Tonight, the broad, well-lit ways of the merchant district were for other people, with their bars spilling out music and bursts of chattering laughter, glowing warm against the cold. Ne – Tom took himself and his heavy steps, his bruises and his blood, down narrow alleyways where the buildings leaned, where the old wood creaked and popped and groaned.
If he’d paid attention, he might’ve seen the scurrying shapes of rats in the dark, heard their pattering feet splash through the stagnant rainwater that still clung to the cracks and corners and potholes. He might’ve seen a candle that glowed faintly in a third-story window, wavering in a draft, snuffed out as he went by; he might’ve heard a hushed argument behind a locked door, might’ve seen a little face peering out at him through gnawed, threadbare drapes that pulled tightly together as he drew even with the window.
As it was, one of his eyes was swollen halfway shut, and he squinted through the dark with the other, wincing at the pounding in his head. It was only when he saw the familiar curve of the familiar street, the apothecary’s sign with its chipping paint barely visible in the dark, that he paused. Relief washed through him. He’d gone to Grey for beatings like these a few times (and for the passive’s other, more lucrative talents, a few more), but the way was a warren, and punch-drunk as he was, it was a wonder he’d gotten where he’d meant to go.
He gulped down a deep breath, too deep – greedy – and then winced at the spear of pain in his side, hissing through his teeth. He stumbled, fumbled against a nearby wall, leaving a smear of blood where his hand scrabbled at the stone.
“Gods damn it,” he wheezed, “gods damn.”
He ran his other hand through a tangle of long, black hair, knotted, a little slick with what must’ve been blood. (Whose? His? He didn’t know.) After a moment, a moment thick and heavy with pain, he fumbled inside his old greatcoat, searching for a familiar weight in the inside pocket. With his hand unsteady, it took him some time to get out the handle of whisky, and then took him more to get the lid off.

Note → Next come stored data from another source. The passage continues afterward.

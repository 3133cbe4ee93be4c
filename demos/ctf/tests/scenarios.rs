//! Whole-match scenarios run against the capture-the-flag rules.

use std::time::Duration;

use ctf::{BALL, BULLET, FLAG, HAND_SLOT, SHOTGUN, Team};
use sim_app::{EntitySpawn, Level, SimConfig, Simulation};
use sim_math::{IVec3, Quat, Vec2, Vec3};
use sim_physics::BlockGrid;
use sim_types::{
    AnimationState, Controls, CustomState, EntityId, Lifecycle, PlayerId, PlayerState,
};
use uuid::Uuid;

const RED_BASE: Vec3 = Vec3::new(4.5, 1.5, 8.5);
const BLUE_BASE: Vec3 = Vec3::new(11.5, 1.5, 8.5);

fn floor() -> BlockGrid {
    let mut blocks = BlockGrid::new(IVec3::new(16, 4, 16)).unwrap();
    blocks.fill(IVec3::ZERO, IVec3::new(15, 0, 15), 1);
    blocks
}

fn config() -> SimConfig {
    SimConfig::new()
        .with_match_id(Uuid::from_u128(7))
        .with_script_budget(Duration::from_secs(1))
}

fn simulation(level: Level) -> Simulation {
    Simulation::new(config(), ctf::registry(), level)
}

fn flag_level() -> Level {
    let flag = |team: Team, base: Vec3| {
        EntitySpawn::new(FLAG, base)
            .with_custom_state(CustomState::new().with("team", team.as_str()))
    };
    Level::new(floor())
        .with_entity(flag(Team::Red, RED_BASE))
        .with_entity(flag(Team::Blue, BLUE_BASE))
}

fn flag_of(sim: &Simulation, team: Team) -> EntityId {
    sim.entities()
        .into_iter()
        .find(|e| {
            e.data.entity_type == FLAG && Team::of(&e.data.state.custom_state) == Some(team)
        })
        .map(|e| e.id)
        .unwrap()
}

fn teleport(sim: &mut Simulation, id: PlayerId, position: Vec3) {
    let mut state = sim.player_state(id).unwrap().clone();
    state.position = position;
    state.velocity = Vec3::ZERO;
    assert!(sim.override_player_state(id, state));
}

#[test]
fn test_joining_player_gets_team_spawn_and_gun() {
    let mut sim = simulation(flag_level());
    let red = sim.add_player(PlayerState::default());
    let blue = sim.add_player(PlayerState::default());

    let red_state = sim.player_state(red).unwrap();
    assert_eq!(Team::of(&red_state.custom_state), Some(Team::Red));
    assert_eq!(red_state.position, RED_BASE);
    let blue_state = sim.player_state(blue).unwrap();
    assert_eq!(Team::of(&blue_state.custom_state), Some(Team::Blue));
    assert_eq!(blue_state.position, BLUE_BASE);

    for player in [red, blue] {
        let attached = sim.store().attached_entities(player);
        assert_eq!(attached.get(HAND_SLOT).map(Vec::len), Some(1));
    }
}

#[test]
fn test_dead_player_respawns_after_three_seconds() {
    let mut sim = simulation(Level::new(floor()));
    let spawn = Vec3::new(8.0, 1.0, 8.0);
    let id = sim.add_player(PlayerState::at(spawn));

    let mut state = sim.player_state(id).unwrap().clone();
    state.custom_state.set("health", 1.0);
    sim.override_player_state(id, state);

    let bullet = sim
        .with_host(|host| {
            host.spawn_entity(
                BULLET,
                spawn + Vec3::new(0.0, 0.7, 0.0),
                Quat::IDENTITY,
                Vec3::ZERO,
                Some(CustomState::new().with("team", "blue")),
            )
        })
        .unwrap();

    sim.tick();
    let state = sim.player_state(id).unwrap();
    assert_eq!(state.animation_state, AnimationState::Dead);
    assert_eq!(state.custom_state.get_f32("health"), Some(0.0));
    assert_eq!(sim.entity_lifecycle(bullet), Lifecycle::Removed);

    for _ in 0..170 {
        sim.tick();
    }
    assert_eq!(sim.player_state(id).unwrap().animation_state, AnimationState::Dead);

    for _ in 0..11 {
        sim.tick();
    }
    let state = sim.player_state(id).unwrap();
    assert_ne!(state.animation_state, AnimationState::Dead);
    assert_eq!(state.custom_state.get_f32("health"), Some(3.0));
    assert!(state.position.distance(spawn) < 0.01);
}

#[test]
fn test_carrying_enemy_flag_home_scores() {
    let mut sim = simulation(flag_level());
    let id = sim.add_player(PlayerState::default());
    let red_flag = flag_of(&sim, Team::Red);
    let blue_flag = flag_of(&sim, Team::Blue);

    teleport(&mut sim, id, Vec3::new(11.5, 1.0, 8.5));
    sim.tick();
    let carried = sim.entity(blue_flag).unwrap();
    assert!(carried.anchor.is_some());
    assert_eq!(carried.data.state.custom_state.get_bool("carried"), Some(true));

    teleport(&mut sim, id, Vec3::new(4.5, 1.0, 8.5));
    sim.tick();
    let world = sim.world_state().custom();
    assert_eq!(world.get_f32("redScore"), Some(1.0));
    assert_eq!(world.get_f32("blueScore"), Some(0.0));
    assert_eq!(sim.store().pending_interactions(red_flag).len(), 1);
    assert_eq!(sim.store().pending_interactions(blue_flag).len(), 1);

    sim.tick();
    let returned = sim.entity(blue_flag).unwrap();
    assert!(returned.anchor.is_none());
    assert_eq!(returned.data.state.position, BLUE_BASE);
    assert_eq!(sim.world_state().custom().get_f32("redScore"), Some(1.0));
}

#[test]
fn test_same_team_flags_never_score() {
    let red_flag = |position: Vec3| {
        EntitySpawn::new(FLAG, position)
            .with_custom_state(CustomState::new().with("team", Team::Red.as_str()))
    };
    let level = Level::new(floor())
        .with_entity(red_flag(RED_BASE))
        .with_entity(red_flag(Vec3::new(5.45, 1.25, 8.25)));
    let mut sim = simulation(level);
    let red = sim.add_player(PlayerState::at(Vec3::new(12.0, 1.0, 12.0)));
    let blue = sim.add_player(PlayerState::at(Vec3::new(12.0, 1.0, 4.0)));
    assert_eq!(Team::of(&sim.player_state(red).unwrap().custom_state), Some(Team::Red));
    assert_eq!(Team::of(&sim.player_state(blue).unwrap().custom_state), Some(Team::Blue));

    // Grab the first flag and stand next to the second without touching it.
    teleport(&mut sim, red, Vec3::new(12.0, 1.0, 12.0));
    teleport(&mut sim, blue, Vec3::new(4.5, 1.0, 8.5));
    sim.tick();

    let flags: Vec<_> = sim
        .entities()
        .into_iter()
        .filter(|e| e.data.entity_type == FLAG)
        .collect();
    assert_eq!(flags.len(), 2);
    assert!(flags[0].anchor.is_some());
    assert!(flags[1].anchor.is_none());
    assert!(flags[0].world_position().distance(flags[1].world_position()) < 1.0);

    let world = sim.world_state().custom();
    assert_eq!(world.get_f32("redScore"), Some(0.0));
    assert_eq!(world.get_f32("blueScore"), Some(0.0));
    assert!(sim.store().pending_interactions(flags[1].id).is_empty());
}

#[test]
fn test_fire_spawns_one_bullet_the_same_tick() {
    let mut sim = simulation(Level::new(floor()));
    let id = sim.add_player(PlayerState::at(Vec3::new(8.0, 1.0, 8.0)));
    sim.set_controls(
        id,
        Controls {
            fire: true,
            ..Controls::default()
        },
    );

    sim.tick();
    let bullets: Vec<_> = sim
        .entities()
        .into_iter()
        .filter(|e| e.data.entity_type == BULLET)
        .collect();
    assert_eq!(bullets.len(), 1);
    let bullet = &bullets[0];
    let custom = &bullet.data.state.custom_state;
    assert_eq!(custom.get_str("team"), Some("red"));
    assert_eq!(custom.get_u64("shooter"), Some(id.id()));
    assert!(bullet.data.state.position.distance(Vec3::new(8.0, 2.0, 7.0)) < 0.01);
    assert!((bullet.data.state.velocity - Vec3::new(0.0, 0.0, -50.0)).length() < 1e-3);
    assert!(sim.snapshot().sounds.iter().any(|s| s.sound_id == "gun_fire"));

    // Still reloading.
    sim.tick();
    let bullets = sim
        .entities()
        .into_iter()
        .filter(|e| e.data.entity_type == BULLET)
        .count();
    assert_eq!(bullets, 1);
}

#[test]
fn test_shotgun_balls_bounce_to_rest_then_expire() {
    let registry = ctf::registry_with_weapon(SHOTGUN);
    let mut sim = Simulation::new(config(), registry, Level::new(floor()));
    let id = sim.add_player(PlayerState::at(Vec3::new(8.0, 1.0, 8.0)));
    let balls = |sim: &Simulation| -> Vec<_> {
        sim.entities()
            .into_iter()
            .filter(|e| e.data.entity_type == BALL)
            .collect()
    };
    let fire = |fire: bool| Controls {
        fire,
        ..Controls::default()
    };

    sim.set_controls(id, fire(true));
    let report = sim.tick();
    assert_eq!(report.bodies_moved, 3);
    let volley = balls(&sim);
    assert_eq!(volley.len(), ctf::shotgun::PELLETS);
    for ball in &volley {
        let custom = &ball.data.state.custom_state;
        assert_eq!(custom.get_str("team"), Some("red"));
        assert_eq!(custom.get_u64("shooter"), Some(id.id()));
    }
    assert!(sim.snapshot().sounds.iter().any(|s| s.sound_id == "shotgun_fire"));

    sim.tick();
    assert_eq!(balls(&sim).len(), 3);

    sim.set_controls(id, fire(false));
    for _ in 0..120 {
        sim.tick();
    }
    for ball in balls(&sim) {
        let state = &ball.data.state;
        assert!((state.position.y - 1.25).abs() < 1e-3, "{state:?}");
        assert_eq!(state.velocity.y, 0.0);
    }

    for _ in 0..200 {
        sim.tick();
    }
    assert!(balls(&sim).is_empty());
}

#[test]
fn test_identical_inputs_give_identical_snapshots() {
    fn run() -> Vec<Vec<u8>> {
        let mut sim = simulation(ctf::arena::arena().unwrap());
        let players: Vec<_> = (0..4)
            .map(|_| sim.add_player(PlayerState::default()))
            .collect();
        let mut encoded = Vec::new();
        for tick in 0..300u64 {
            for (i, &id) in players.iter().enumerate() {
                let phase = tick + i as u64 * 11;
                sim.set_controls(
                    id,
                    Controls {
                        move_direction: Vec2::new(0.0, 1.0),
                        jump: phase % 90 == 0,
                        fire: phase % 40 == 0,
                        camera_yaw: (phase as f32 * 0.01).sin(),
                        camera_pitch: 0.0,
                    },
                );
            }
            let report = sim.tick();
            assert!(report.script_faults.is_empty());
            encoded.push(sim.snapshot().encode().unwrap());
        }
        encoded
    }

    assert_eq!(run(), run());
}
//! Open, script-owned key/value state.
//!
//! Entities, players and the world aggregate each carry a [`CustomState`]:
//! arbitrary data keyed by name (team, health, timers, spawn points). The
//! core never interprets it. Values are JSON-like (`serde_json::Value`) so
//! scripts keep their flexibility while the encoding stays stable and
//! serialisable. Keys iterate in sorted order, which keeps snapshots
//! byte-for-byte reproducible.

use serde::{Deserialize, Serialize};
use serde_json::{Map, Value};
use sim_math::Vec3;

/// A tagged key/value container for script-private data.
#[derive(Debug, Clone, Default, PartialEq, Serialize, Deserialize)]
#[serde(transparent)]
pub struct CustomState(Map<String, Value>);

impl CustomState {
    /// Create an empty state.
    #[must_use]
    pub fn new() -> Self {
        Self(Map::new())
    }

    /// Raw value stored under `key`.
    #[must_use]
    pub fn get(&self, key: &str) -> Option<&Value> {
        self.0.get(key)
    }

    /// Numeric value stored under `key`, if it is a number.
    #[must_use]
    pub fn get_f32(&self, key: &str) -> Option<f32> {
        self.0.get(key).and_then(Value::as_f64).map(|v| v as f32)
    }

    /// Integer value stored under `key`, such as an entity or player id.
    /// Fractional and negative numbers yield `None`.
    #[must_use]
    pub fn get_u64(&self, key: &str) -> Option<u64> {
        self.0.get(key).and_then(Value::as_u64)
    }

    /// Boolean value stored under `key`, if it is a boolean.
    #[must_use]
    pub fn get_bool(&self, key: &str) -> Option<bool> {
        self.0.get(key).and_then(Value::as_bool)
    }

    /// String value stored under `key`, if it is a string.
    #[must_use]
    pub fn get_str(&self, key: &str) -> Option<&str> {
        self.0.get(key).and_then(Value::as_str)
    }

    /// Vector stored under `key` as a `[x, y, z]` array.
    #[must_use]
    pub fn get_vec3(&self, key: &str) -> Option<Vec3> {
        let items = self.0.get(key)?.as_array()?;
        match items.as_slice() {
            [x, y, z] => Some(Vec3::new(
                x.as_f64()? as f32,
                y.as_f64()? as f32,
                z.as_f64()? as f32,
            )),
            _ => None,
        }
    }

    /// Store a value under `key`, replacing any previous value.
    pub fn set(&mut self, key: impl Into<String>, value: impl Into<Value>) {
        self.0.insert(key.into(), value.into());
    }

    /// Store a vector under `key` as a `[x, y, z]` array.
    pub fn set_vec3(&mut self, key: impl Into<String>, value: Vec3) {
        self.set(key, vec![value.x, value.y, value.z]);
    }

    /// Builder-style [`CustomState::set`].
    #[must_use]
    pub fn with(mut self, key: impl Into<String>, value: impl Into<Value>) -> Self {
        self.set(key, value);
        self
    }

    /// Remove and return the value under `key`.
    pub fn remove(&mut self, key: &str) -> Option<Value> {
        self.0.remove(key)
    }

    /// Returns `true` if `key` is present.
    #[must_use]
    pub fn contains_key(&self, key: &str) -> bool {
        self.0.contains_key(key)
    }

    /// Returns `true` if no keys are stored.
    #[must_use]
    pub fn is_empty(&self) -> bool {
        self.0.is_empty()
    }

    /// Iterate over all entries in key order.
    pub fn iter(&self) -> impl Iterator<Item = (&String, &Value)> {
        self.0.iter()
    }
}

impl From<Map<String, Value>> for CustomState {
    fn from(map: Map<String, Value>) -> Self {
        Self(map)
    }
}
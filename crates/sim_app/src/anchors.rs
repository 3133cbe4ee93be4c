//! The anchor graph: which entity is attached to which parent slot.
//!
//! Parents are players or unanchored entities, and an entity that holds
//! children cannot itself be anchored. The graph is therefore a forest of
//! depth at most two and can never contain a cycle. A reverse index from
//! parent to children makes cascade detaches cheap.

use std::collections::{BTreeMap, BTreeSet};

use sim_types::{Anchor, AnchorParent, EntityId};
use thiserror::Error;

/// Reasons an anchor request is rejected.
#[derive(Debug, Clone, PartialEq, Eq, Error)]
pub enum AnchorError {
    #[error("{0} cannot be anchored to itself")]
    SelfAnchor(EntityId),
    #[error("{entity} is already anchored to {parent}; detach it first")]
    AlreadyAnchored {
        entity: EntityId,
        parent: AnchorParent,
    },
    #[error("parent {0} is itself anchored")]
    ParentAnchored(EntityId),
    #[error("{0} has entities anchored to it")]
    HasChildren(EntityId),
}

/// Outcome of a successful anchor request.
#[derive(Debug, Clone, Copy, PartialEq, Eq)]
pub enum AnchorChange {
    /// The entity was unanchored and is now attached.
    Attached,
    /// The entity was already in that slot.
    Unchanged,
    /// The entity moved to another slot on the same parent.
    MovedSlot,
}

/// Attachment relationships between entities and their parents.
#[derive(Debug, Default, Clone)]
pub struct AnchorGraph {
    anchors: BTreeMap<EntityId, Anchor>,
    children: BTreeMap<AnchorParent, BTreeSet<EntityId>>,
}

impl AnchorGraph {
    /// Create an empty graph.
    #[must_use]
    pub fn new() -> Self {
        Self::default()
    }

    /// Anchor `entity` to `anchor`. Liveness of both sides is the caller's
    /// concern.
    ///
    /// # Errors
    ///
    /// Returns an [`AnchorError`] if the request would break the graph's
    /// shape. The graph is unchanged in that case.
    pub fn anchor(&mut self, entity: EntityId, anchor: Anchor) -> Result<AnchorChange, AnchorError> {
        if anchor.parent == AnchorParent::Entity(entity) {
            return Err(AnchorError::SelfAnchor(entity));
        }
        if let Some(current) = self.anchors.get_mut(&entity) {
            if current.parent != anchor.parent {
                return Err(AnchorError::AlreadyAnchored {
                    entity,
                    parent: current.parent,
                });
            }
            if current.slot == anchor.slot {
                return Ok(AnchorChange::Unchanged);
            }
            current.slot = anchor.slot;
            return Ok(AnchorChange::MovedSlot);
        }
        if let AnchorParent::Entity(parent) = anchor.parent
            && self.anchors.contains_key(&parent)
        {
            return Err(AnchorError::ParentAnchored(parent));
        }
        if self.has_children(AnchorParent::Entity(entity)) {
            return Err(AnchorError::HasChildren(entity));
        }

        self.children.entry(anchor.parent).or_default().insert(entity);
        self.anchors.insert(entity, anchor);
        Ok(AnchorChange::Attached)
    }

    /// Clear `entity`'s anchor. Returns the anchor it had.
    pub fn detach(&mut self, entity: EntityId) -> Option<Anchor> {
        let anchor = self.anchors.remove(&entity)?;
        if let Some(siblings) = self.children.get_mut(&anchor.parent) {
            siblings.remove(&entity);
            if siblings.is_empty() {
                self.children.remove(&anchor.parent);
            }
        }
        Some(anchor)
    }

    /// Detach every child of `parent`. Returns the detached entities in ID
    /// order.
    pub fn detach_all_from(&mut self, parent: AnchorParent) -> Vec<EntityId> {
        let children = self.children.remove(&parent).unwrap_or_default();
        for child in &children {
            self.anchors.remove(child);
        }
        children.into_iter().collect()
    }

    /// The anchor of `entity`, if any.
    #[must_use]
    pub fn anchor_of(&self, entity: EntityId) -> Option<&Anchor> {
        self.anchors.get(&entity)
    }

    /// Returns `true` if anything is anchored to `parent`.
    #[must_use]
    pub fn has_children(&self, parent: AnchorParent) -> bool {
        self.children.get(&parent).is_some_and(|c| !c.is_empty())
    }

    /// Children of `parent` grouped by slot, each slot in ID order.
    #[must_use]
    pub fn slots_of(&self, parent: AnchorParent) -> BTreeMap<String, Vec<EntityId>> {
        let mut slots: BTreeMap<String, Vec<EntityId>> = BTreeMap::new();
        for child in self.children.get(&parent).into_iter().flatten() {
            if let Some(anchor) = self.anchors.get(child) {
                slots.entry(anchor.slot.clone()).or_default().push(*child);
            }
        }
        slots
    }

    /// Every anchored entity and its anchor, in entity ID order.
    pub fn iter(&self) -> impl Iterator<Item = (EntityId, &Anchor)> {
        self.anchors.iter().map(|(id, anchor)| (*id, anchor))
    }

    /// Number of anchored entities.
    #[must_use]
    pub fn len(&self) -> usize {
        self.anchors.len()
    }

    /// Returns `true` if nothing is anchored.
    #[must_use]
    pub fn is_empty(&self) -> bool {
        self.anchors.is_empty()
    }

    /// Check the forward and reverse indices agree and the depth rule holds.
    ///
    /// # Panics
    ///
    /// Panics on any inconsistency. The graph only changes through the
    /// methods above, so this indicates a bug in the simulation core.
    pub fn assert_consistent(&self) {
        for (child, anchor) in &self.anchors {
            assert!(
                self.children
                    .get(&anchor.parent)
                    .is_some_and(|c| c.contains(child)),
                "anchor graph: {child} missing from children of {}",
                anchor.parent
            );
            if let AnchorParent::Entity(parent) = anchor.parent {
                assert!(
                    !self.anchors.contains_key(&parent),
                    "anchor graph: parent {parent} of {child} is anchored"
                );
                assert!(parent != *child, "anchor graph: {child} anchored to itself");
            }
        }
        for (parent, children) in &self.children {
            assert!(!children.is_empty(), "anchor graph: empty child set for {parent}");
            for child in children {
                assert_eq!(
                    self.anchors.get(child).map(|a| a.parent),
                    Some(*parent),
                    "anchor graph: reverse index of {parent} lists {child}"
                );
            }
        }
    }
}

It was worth it, though. He took a long drink. It was cheap chroveshit, but it was familiar, and he thought the burn of it in his throat eased something inside him; didn’t steady his hands, but steadied his nerves, maybe. A strange cold had seeped into his big frame, cut right through his coat, but now he felt a warmth inside him, waking up his blood a little more. Just enough, he thought. Anything to get him back to hama in as close to one piece as he got these days.
He reckoned Kirrah Grey could help him with that, too. Hoped, anyway, otherwise he wouldn’t’ve come stumbling through the dark to her door at this witch’s hour.
Tucking it back into his coat, he braced himself, then pushed himself off the wall. Not much further, he kept thinking. Still breathing; not much further. Like a mantra. He went a little further, tracing the stone with his fingertips, then made another turn, down an even narrower alleyway. This time, he heard the squeaks, felt the patter of little feet flee out in front of him to even darker and danker hideaways.
It was only when he’d come to the end of the alleyway that he stopped, ducking his head to fit his near two meters underneath the cramped archway, half-slumping against the little wooden door. Gritting his teeth, he raised a fist, then knocked three times: thump, thump, thump.